The forests of the Colombian Pacific, the Pacific Region Territory, one of the areas of greatest biodiversity in the world, have been inhabited for many years now by Afro-descendent riparian communities. Their members were the last Colombian citizens to gain recognition of their right to the ownership of the territories that they possessed and used for centuries. The 1991 Constitution recognized their collective rights over the traditionally occupied territories but was accompanied from the start by a ferocious and systematic process of forced internal displacement that still continues in many places in the region and that has become even more serious with the increasing number of communities that are prevented from mobilizing and that have their entry of food, medication and fuel monitored.
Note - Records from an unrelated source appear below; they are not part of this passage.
//! Location identifiers: where a piece of configuration was declared.
//!
//! A [`LocationId`] is either an absolute project directory (`/`,
//! `/pages/about`) or a directory inside an npm package (`vike-react`,
//! `@acme/ui/renderer`). It never ends with `/` unless it is the root.

use crate::paths::{
    INHERITANCE_NEUTRAL_DIRS, has_dot_segment, is_npm_package_import, npm_package_name,
    npm_package_subpath, remove_directories, remove_filename,
};
use serde::{Deserialize, Serialize};
use std::fmt;
use std::str::FromStr;

/// Why a string was rejected as a [`LocationId`].
#[derive(Debug, Clone, PartialEq, Eq, thiserror::Error)]
pub enum LocationIdError {
    #[error("location id is empty")]
    Empty,
    #[error("location id {0:?} is not a POSIX path")]
    NotPosix(String),
    #[error("location id {0:?} ends with a slash")]
    TrailingSlash(String),
    #[error("location id {0:?} contains an empty segment")]
    EmptySegment(String),
    #[error("path {0:?} is not normalized: it has a `.` or `..` segment")]
    NotNormalized(String),
    #[error("path {0:?} does not start with `/`")]
    NotAbsolute(String),
    #[error("path {0:?} does not end with a filename")]
    MissingFilename(String),
    #[error("location id {0:?} is neither an absolute path nor an npm package import")]
    InvalidPackage(String),
}

/// Canonical identifier of a configuration location.
#[derive(Debug, Clone, PartialEq, Eq, PartialOrd, Ord, Hash, Serialize, Deserialize)]
#[serde(try_from = "String", into = "String")]
pub struct LocationId(String);

impl LocationId {
    /// Location of a project file, given its project-relative POSIX path
    /// (`/pages/about/+Page.js` -> `/pages/about`).
    ///
    /// Panics on a malformed path; see [`Self::try_from_file_path`].
    pub fn from_file_path(file_path: &str) -> Self {
        match Self::try_from_file_path(file_path) {
            Ok(id) => id,
            Err(e) => panic!("malformed file path: {e}"),
        }
    }

    /// Fallible [`Self::from_file_path`] for paths that come from users.
    pub fn try_from_file_path(file_path: &str) -> Result<Self, LocationIdError> {
        if file_path.contains('\\') {
            return Err(LocationIdError::NotPosix(file_path.to_string()));
        }
        let Some((_, filename)) = file_path
            .rsplit_once('/')
            .filter(|_| file_path.starts_with('/'))
        else {
            return Err(LocationIdError::NotAbsolute(file_path.to_string()));
        };
        if has_dot_segment(file_path) {
            return Err(LocationIdError::NotNormalized(file_path.to_string()));
        }
        if !filename.contains('.') {
            return Err(LocationIdError::MissingFilename(file_path.to_string()));
        }
        Self::parse(&remove_filename(file_path))
    }

    /// Location of a directory inside an npm package (`vike-react/renderer`).
    pub fn from_npm_import(import_dir: &str) -> Self {
        assert!(
            is_npm_package_import(import_dir),
            "expected an npm package import, got {import_dir:?}"
        );
        Self::assert_valid(import_dir.to_string())
    }

    /// Validate untrusted input such as a CLI argument.
    pub fn parse(s: &str) -> Result<Self, LocationIdError> {
        if s.is_empty() {
            return Err(LocationIdError::Empty);
        }
        if s.contains('\\') {
            return Err(LocationIdError::NotPosix(s.to_string()));
        }
        if s == "/" {
            return Ok(Self(s.to_string()));
        }
        if s.ends_with('/') {
            return Err(LocationIdError::TrailingSlash(s.to_string()));
        }
        if let Some(rest) = s.strip_prefix('/') {
            if rest.split('/').any(str::is_empty) {
                return Err(LocationIdError::EmptySegment(s.to_string()));
            }
            if has_dot_segment(rest) {
                return Err(LocationIdError::NotNormalized(s.to_string()));
            }
            return Ok(Self(s.to_string()));
        }
        if s.split('/').any(str::is_empty) {
            return Err(LocationIdError::EmptySegment(s.to_string()));
        }
        if !is_npm_package_import(s) {
            return Err(LocationIdError::InvalidPackage(s.to_string()));
        }
        if has_dot_segment(s) {
            return Err(LocationIdError::NotNormalized(s.to_string()));
        }
        Ok(Self(s.to_string()))
    }

    fn assert_valid(s: String) -> Self {
        match Self::parse(&s) {
            Ok(id) => id,
            Err(e) => panic!("malformed location id: {e}"),
        }
    }

    pub fn as_str(&self) -> &str {
        &self.0
    }

    pub fn is_root(&self) -> bool {
        self.0 == "/"
    }

    /// Declared inside an npm package rather than the project.
    pub fn is_npm_package(&self) -> bool {
        !self.0.starts_with('/')
    }

    /// Package name for npm-origin locations.
    pub fn package_name(&self) -> Option<&str> {
        if self.is_npm_package() {
            npm_package_name(&self.0)
        } else {
            None
        }
    }

    /// Any segment is literally `renderer`.
    pub fn is_renderer_dir(&self) -> bool {
        self.0.split('/').any(|s| s == "renderer")
    }

    /// Absolute path this location covers: the location itself for project
    /// directories, the sub-path after the package name for npm locations.
    fn project_path(&self) -> String {
        if self.is_npm_package() {
            match npm_package_subpath(&self.0) {
                Some(sub) => sub,
                None => unreachable!("validated npm location {:?}", self.0),
            }
        } else {
            self.0.clone()
        }
    }

    /// The path used for inheritance checks (`renderer` segments removed).
    pub fn inheritance_root(&self) -> String {
        self.logical_path(INHERITANCE_NEUTRAL_DIRS)
    }

    /// The project path with the given neutral directories removed.
    pub fn logical_path(&self, neutral_dirs: &[&str]) -> String {
        remove_directories(&self.project_path(), neutral_dirs)
    }
}

impl fmt::Display for LocationId {
    fn fmt(&self, f: &mut fmt::Formatter<'_>) -> fmt::Result {
        f.write_str(&self.0)
    }
}

impl FromStr for LocationId {
    type Err = LocationIdError;

    fn from_str(s: &str) -> Result<Self, Self::Err> {
        Self::parse(s)
    }
}

impl TryFrom<String> for LocationId {
    type Error = LocationIdError;

    fn try_from(value: String) -> Result<Self, Self::Error> {
        Self::parse(&value)
    }
}

impl From<LocationId> for String {
    fn from(id: LocationId) -> Self {
        id.0
    }
}

impl AsRef<str> for LocationId {
    fn as_ref(&self) -> &str {
        &self.0
    }
}

#[cfg(test)]
mod tests {
    use super::*;

    #[test]
    fn test_from_file_path() {
        assert_eq!(
            LocationId::from_file_path("/pages/about/+Page.js").as_str(),
            "/pages/about"
        );
        assert_eq!(LocationId::from_file_path("/+config.toml").as_str(), "/");
        assert_eq!(
            LocationId::from_file_path("/renderer/+onRenderHtml.tsx").as_str(),
            "/renderer"
        );
    }

    #[test]
    #[should_panic(expected = "does not end with a filename")]
    fn test_from_file_path_without_filename() {
        LocationId::from_file_path("/pages/about");
    }

    #[test]
    #[should_panic(expected = "does not start with `/`")]
    fn test_from_file_path_rejects_npm_import() {
        LocationId::from_file_path("vike-react/+config.toml");
    }

    #[test]
    #[should_panic(expected = "empty segment")]
    fn test_from_file_path_rejects_double_slash() {
        LocationId::from_file_path("/pages//about/+Page.js");
    }

    #[test]
    #[should_panic(expected = "not normalized")]
    fn test_from_file_path_rejects_current_dir_segment() {
        LocationId::from_file_path("/pages/./about/+Page.js");
    }

    #[test]
    #[should_panic(expected = "not normalized")]
    fn test_from_file_path_rejects_parent_dir_segment() {
        LocationId::from_file_path("/pages/../admin/+Page.js");
    }

    #[test]
    fn test_try_from_file_path() {
        assert_eq!(
            LocationId::try_from_file_path("/pages/admin/+Page.js")
                .unwrap()
                .as_str(),
            "/pages/admin"
        );
        assert!(matches!(
            LocationId::try_from_file_path("/pages/.."),
            Err(LocationIdError::NotNormalized(_))
        ));
        assert!(matches!(
            LocationId::try_from_file_path("pages/+Page.js"),
            Err(LocationIdError::NotAbsolute(_))
        ));
        assert!(matches!(
            LocationId::try_from_file_path("+Page.js"),
            Err(LocationIdError::NotAbsolute(_))
        ));
        assert!(matches!(
            LocationId::try_from_file_path("/pages/about"),
            Err(LocationIdError::MissingFilename(_))
        ));
        assert!(matches!(
            LocationId::try_from_file_path("\\pages\\+Page.js"),
            Err(LocationIdError::NotPosix(_))
        ));
    }

    #[test]
    fn test_parse() {
        assert!(LocationId::parse("/").is_ok());
        assert!(LocationId::parse("/pages/about").is_ok());
        assert!(LocationId::parse("@acme/ui/renderer").is_ok());
        assert_eq!(LocationId::parse(""), Err(LocationIdError::Empty));
        assert!(matches!(
            LocationId::parse("/pages/"),
            Err(LocationIdError::TrailingSlash(_))
        ));
        assert!(matches!(
            LocationId::parse("/pages//x"),
            Err(LocationIdError::EmptySegment(_))
        ));
        assert!(matches!(
            LocationId::parse("\\pages"),
            Err(LocationIdError::NotPosix(_))
        ));
        assert!(matches!(
            LocationId::parse("./pages"),
            Err(LocationIdError::InvalidPackage(_))
        ));
        assert!(matches!(
            LocationId::parse("/pages/./about"),
            Err(LocationIdError::NotNormalized(_))
        ));
        assert!(matches!(
            LocationId::parse("/pages/../admin"),
            Err(LocationIdError::NotNormalized(_))
        ));
        assert!(matches!(
            LocationId::parse("vike-react/../renderer"),
            Err(LocationIdError::NotNormalized(_))
        ));
        assert!(matches!(
            LocationId::parse("vike-react/my dir"),
            Err(LocationIdError::InvalidPackage(_))
        ));
    }

    #[test]
    fn test_npm_location() {
        let id = LocationId::from_npm_import("@acme/ui/renderer");
        assert!(id.is_npm_package());
        assert!(id.is_renderer_dir());
        assert_eq!(id.package_name(), Some("@acme/ui"));
        assert_eq!(id.inheritance_root(), "/");

        let local = LocationId::from_file_path("/pages/+Page.js");
        assert!(!local.is_npm_package());
        assert_eq!(local.package_name(), None);
    }

    #[test]
    fn test_inheritance_root_keeps_pages() {
        let id = LocationId::parse("/renderer/pages/admin").unwrap();
        assert_eq!(id.inheritance_root(), "/pages/admin");
    }

    #[test]
    fn test_renderer_must_be_whole_segment() {
        assert!(!LocationId::parse("/renderers").unwrap().is_renderer_dir());
        assert!(LocationId::parse("/pages/renderer").unwrap().is_renderer_dir());
    }

    #[test]
    fn test_try_from_string_validates() {
        let id = LocationId::try_from("/pages/about".to_string()).unwrap();
        assert_eq!(String::from(id), "/pages/about");
        assert!(LocationId::try_from("/pages/".to_string()).is_err());
        assert!("vike-react".parse::<LocationId>().is_ok());
    }
}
As stated by Carlos Rosero, Candidate to the Chamber of Representatives of the Afro Communities “forced internal displacement is functional, not only to the war but also to the progress of mega-projects and monoculture tree plantations, such as the oil palm, that advance with the support of the national government in the north and the south of the Pacific Region Territory and other settlements of Afro-descendant communities in the country. Initial recognition by INCODER (the Colombian Institute for Rural Development) in March this year of the illegal advance of monoculture oil palm plantations in the collective territories of the Afro communities of Jiguamiandó and Curvaradó and the recent reversion depriving these communities of part of the lands that had been granted by deed to them collectively –unseizably, indefeasibly and inalienably– is a clear example of the model of inclusion and insertion in the region, in their territories and their peoples of the predominant economic rationale; of the serious incoherence of the State in defining the protection and conservation of biological diversity versus simple and vulgar developmentism. What is even more serious, it is a further demonstration that the Colombian State has been unable to protect the rights of Afro-Colombians, bowing to those responsible for violations of rights. Not only does it leave them unpunished, but on top of it all, rewards them.”
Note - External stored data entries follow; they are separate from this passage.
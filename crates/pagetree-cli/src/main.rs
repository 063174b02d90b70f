//! CLI binary for pagetree: inspect pages, routes and config inheritance.

use anyhow::{Context, Result};
use clap::{Parser, Subcommand};
use pagetree_core::{LocationId, PagetreeSettings, filesystem_route_string};
use pagetree_resolve::{PageRoute, ResolvedConfig, ResolvedPage, Resolver};
use std::path::{Path, PathBuf};

#[derive(Parser)]
#[command(name = "pagetree", about = "Filesystem routing and config inheritance inspector")]
struct Cli {
    /// Project root directory (defaults to current directory)
    #[arg(short, long, global = true)]
    project: Option<PathBuf>,

    #[command(subcommand)]
    command: Commands,
}

#[derive(Subcommand)]
enum Commands {
    /// List every page with its route
    Pages {
        /// Print JSON instead of a table
        #[arg(long)]
        json: bool,
    },

    /// Show where a page's config comes from
    Explain {
        /// Page location, e.g. /pages/admin
        page: String,

        /// Print JSON instead of text
        #[arg(long)]
        json: bool,
    },

    /// Show the location id and default route of a project file
    Locate {
        /// Project-relative file path, e.g. /pages/about/+Page.tsx
        file: String,
    },
}

fn get_project_root(cli: &Cli) -> Result<PathBuf> {
    match &cli.project {
        Some(p) => Ok(p.clone()),
        None => std::env::current_dir().context("failed to get current directory"),
    }
}

fn main() -> Result<()> {
    tracing_subscriber::fmt()
        .with_writer(std::io::stderr)
        .with_env_filter(
            tracing_subscriber::EnvFilter::try_from_default_env()
                .unwrap_or_else(|_| tracing_subscriber::EnvFilter::new("info")),
        )
        .init();

    let cli = Cli::parse();
    let project_root = get_project_root(&cli)?;

    match cli.command {
        Commands::Pages { json } => cmd_pages(&project_root, json),
        Commands::Explain { page, json } => cmd_explain(&project_root, &page, json),
        Commands::Locate { file } => cmd_locate(&file),
    }
}

/// Discover the project's config and build a resolver over it.
fn load_resolver(project_root: &Path) -> Result<Resolver> {
    use indicatif::{ProgressBar, ProgressStyle};

    let settings = PagetreeSettings::load(project_root)
        .with_context(|| format!("failed to load settings for {}", project_root.display()))?;

    let spinner = ProgressBar::new_spinner();
    spinner.set_style(
        ProgressStyle::default_spinner()
            .template("{spinner:.green} {msg}")
            .expect("valid template"),
    );
    spinner.set_message("Discovering + files...");
    spinner.enable_steady_tick(std::time::Duration::from_millis(80));

    let discovery = pagetree_resolve::discover(project_root, &settings);
    spinner.finish_and_clear();
    let discovery =
        discovery.with_context(|| format!("discovery failed in {}", project_root.display()))?;

    let resolver = Resolver::new(discovery, &settings);
    tracing::debug!(
        "{} pages, {} config values",
        resolver.pages().len(),
        resolver.sources().len()
    );
    Ok(resolver)
}

fn cmd_pages(project_root: &Path, json: bool) -> Result<()> {
    let resolver = load_resolver(project_root)?;
    let pages = resolver.resolve_all()?;

    if json {
        println!("{}", serde_json::to_string_pretty(&pages)?);
        return Ok(());
    }

    if pages.is_empty() {
        eprintln!(
            "No pages found in {}. A page is a directory with a +Page file.",
            project_root.display()
        );
        return Ok(());
    }

    let width = pages
        .iter()
        .map(|p| p.location_id.as_str().len())
        .max()
        .unwrap_or(0);
    for page in &pages {
        println!(
            "{:<width$}  {}",
            page.location_id.as_str(),
            describe_route(&page.route),
            width = width
        );
    }
    eprintln!("{} pages", pages.len());
    Ok(())
}

fn describe_route(route: &PageRoute) -> String {
    match route {
        PageRoute::Filesystem {
            route_string,
            root_effect: Some(effect),
            ..
        } => format!(
            "{}  (filesystem, remounted {} -> {})",
            route_string, effect.before, effect.after
        ),
        PageRoute::Filesystem {
            route_string,
            defined_by,
            root_effect: None,
        } => format!("{}  (filesystem, defined by {})", route_string, defined_by),
        PageRoute::String {
            route_string,
            defined_at,
        } => format!("{}  (route string from {})", route_string, defined_at),
        PageRoute::Function { defined_at } => format!("<route function>  ({})", defined_at),
    }
}

fn cmd_explain(project_root: &Path, page: &str, json: bool) -> Result<()> {
    let page_id = LocationId::parse(page).with_context(|| format!("invalid page location {page:?}"))?;
    let resolver = load_resolver(project_root)?;

    if !resolver.pages().contains(&page_id) {
        let hint = suggest_page(&resolver, page)
            .map(|s| format!(" (did you mean {}?)", s))
            .unwrap_or_default();
        anyhow::bail!("unknown page {}{}", page_id, hint);
    }

    let resolved = resolver.resolve_page(&page_id)?;
    if json {
        println!("{}", serde_json::to_string_pretty(&resolved)?);
        return Ok(());
    }
    print_explanation(&resolved);
    Ok(())
}

fn print_explanation(page: &ResolvedPage) {
    println!("Page {}", page.location_id);
    println!("  route: {}", describe_route(&page.route));
    println!();

    println!("Contributing locations (lowest precedence first):");
    let width = page
        .contributing
        .iter()
        .map(|c| c.location_id.as_str().len())
        .max()
        .unwrap_or(0);
    for location in &page.contributing {
        let global = if location.is_global { "global" } else { "" };
        let step = location
            .precedence
            .map(|p| format!("above previous by {}", p))
            .unwrap_or_default();
        println!(
            "  {:<width$}  {:<6}  {}",
            location.location_id.as_str(),
            global,
            step,
            width = width
        );
    }
    println!();

    println!("Effective config:");
    for (name, config) in &page.configs {
        match config {
            ResolvedConfig::Override { winner, overridden } => {
                let suffix = if overridden.is_empty() {
                    String::new()
                } else {
                    format!(" (overrides {})", overridden.len())
                };
                println!(
                    "  {}: {}  from {}{}",
                    name,
                    winner.display_value(),
                    winner.defined_at,
                    suffix
                );
            }
            ResolvedConfig::Cumulative { values } => {
                println!("  {} (cumulative):", name);
                for value in values {
                    println!("    {}  from {}", value.display_value(), value.defined_at);
                }
            }
        }
    }
}

/// Closest known page to an unknown location, by normalized Levenshtein.
fn suggest_page(resolver: &Resolver, page: &str) -> Option<String> {
    resolver
        .pages()
        .iter()
        .map(|candidate| {
            (
                strsim::normalized_levenshtein(page, candidate.as_str()),
                candidate,
            )
        })
        .filter(|(score, _)| *score >= 0.6)
        .max_by(|a, b| a.0.total_cmp(&b.0))
        .map(|(_, candidate)| candidate.to_string())
}

fn cmd_locate(file: &str) -> Result<()> {
    let file = if file.starts_with('/') {
        file.to_string()
    } else {
        format!("/{}", file.trim_start_matches("./"))
    };
    let location =
        LocationId::try_from_file_path(&file).with_context(|| format!("cannot locate {file}"))?;
    println!("location:         {}", location);
    println!("inheritance root: {}", location.inheritance_root());
    println!("route:            {}", filesystem_route_string(&location));
    Ok(())
}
In the year 2000, three years after having been displaced, the communities of the Jiguamiandú and Curvaradó river basins (the Choco region), received the deeds on 101,000 hectares that they had ancestrally occupied before their displacement. However, on their return these communities found that their territory had been invaded by industrial oil palm plantations.
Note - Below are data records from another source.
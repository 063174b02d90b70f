//! Which locations a page inherits configuration from.
//!
//! Inheritance is a segment-wise prefix relation on inheritance roots:
//! `/pages` applies to `/pages/about`, `/pages/about` does not apply to
//! `/pages/about2`. `renderer` directories are transparent, so
//! `/renderer/+onRenderHtml.js` applies to every page.

use crate::location::LocationId;
use crate::paths::path_starts_with;

/// True if configuration declared at `ancestor` applies to `descendant`.
pub fn is_inherited(ancestor: &LocationId, descendant: &LocationId) -> bool {
    path_starts_with(&descendant.inheritance_root(), &ancestor.inheritance_root())
}

/// True if configuration declared at `location` applies to every location in
/// `all`. Renderer directories are always global.
pub fn is_global_location(location: &LocationId, all: &[LocationId]) -> bool {
    location.is_renderer_dir() || all.iter().all(|other| is_inherited(location, other))
}

/// Immutable snapshot of every page location known after discovery.
///
/// Classification queries need the complete set, so the snapshot is built
/// once and never grows.
#[derive(Debug, Clone, Default)]
pub struct LocationSet {
    locations: Vec<LocationId>,
}

impl LocationSet {
    pub fn new(locations: impl IntoIterator<Item = LocationId>) -> Self {
        let mut locations: Vec<LocationId> = locations.into_iter().collect();
        locations.sort();
        locations.dedup();
        Self { locations }
    }

    pub fn len(&self) -> usize {
        self.locations.len()
    }

    pub fn is_empty(&self) -> bool {
        self.locations.is_empty()
    }

    pub fn contains(&self, location: &LocationId) -> bool {
        self.locations.binary_search(location).is_ok()
    }

    pub fn iter(&self) -> impl Iterator<Item = &LocationId> {
        self.locations.iter()
    }

    /// See [`is_global_location`].
    pub fn is_global(&self, location: &LocationId) -> bool {
        is_global_location(location, &self.locations)
    }

    /// Members that inherit configuration declared at `location`.
    pub fn inheriting<'a>(
        &'a self,
        location: &'a LocationId,
    ) -> impl Iterator<Item = &'a LocationId> + 'a {
        self.locations
            .iter()
            .filter(move |other| is_inherited(location, other))
    }
}

impl FromIterator<LocationId> for LocationSet {
    fn from_iter<T: IntoIterator<Item = LocationId>>(iter: T) -> Self {
        Self::new(iter)
    }
}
Attempts made by the real owners to recover their farms were answered by death threats from the para-military personnel and the staff linked to the oil palm growing companies (URAPALMA, Palmas De Curvaradó, Palmas S.A., and Palmadó) in the midst of military operations that have endeavoured to get them to give up working the lands that the Government has allocated to the plantation of oil palms.

At the end of April this year, the preparation of land to sow oil palms was intensified, with the deforestation of native forests in the settlements of Caño Claro and La Cristalina in the Curvaradó Collective Territory and in the Urada sector in the surroundings of Jiguamiandó. For its part INCODER ended up by affirming that it had made a mistake by granting collective deeds and that consequently 10,162 hectares of private property should be deducted from these deeds.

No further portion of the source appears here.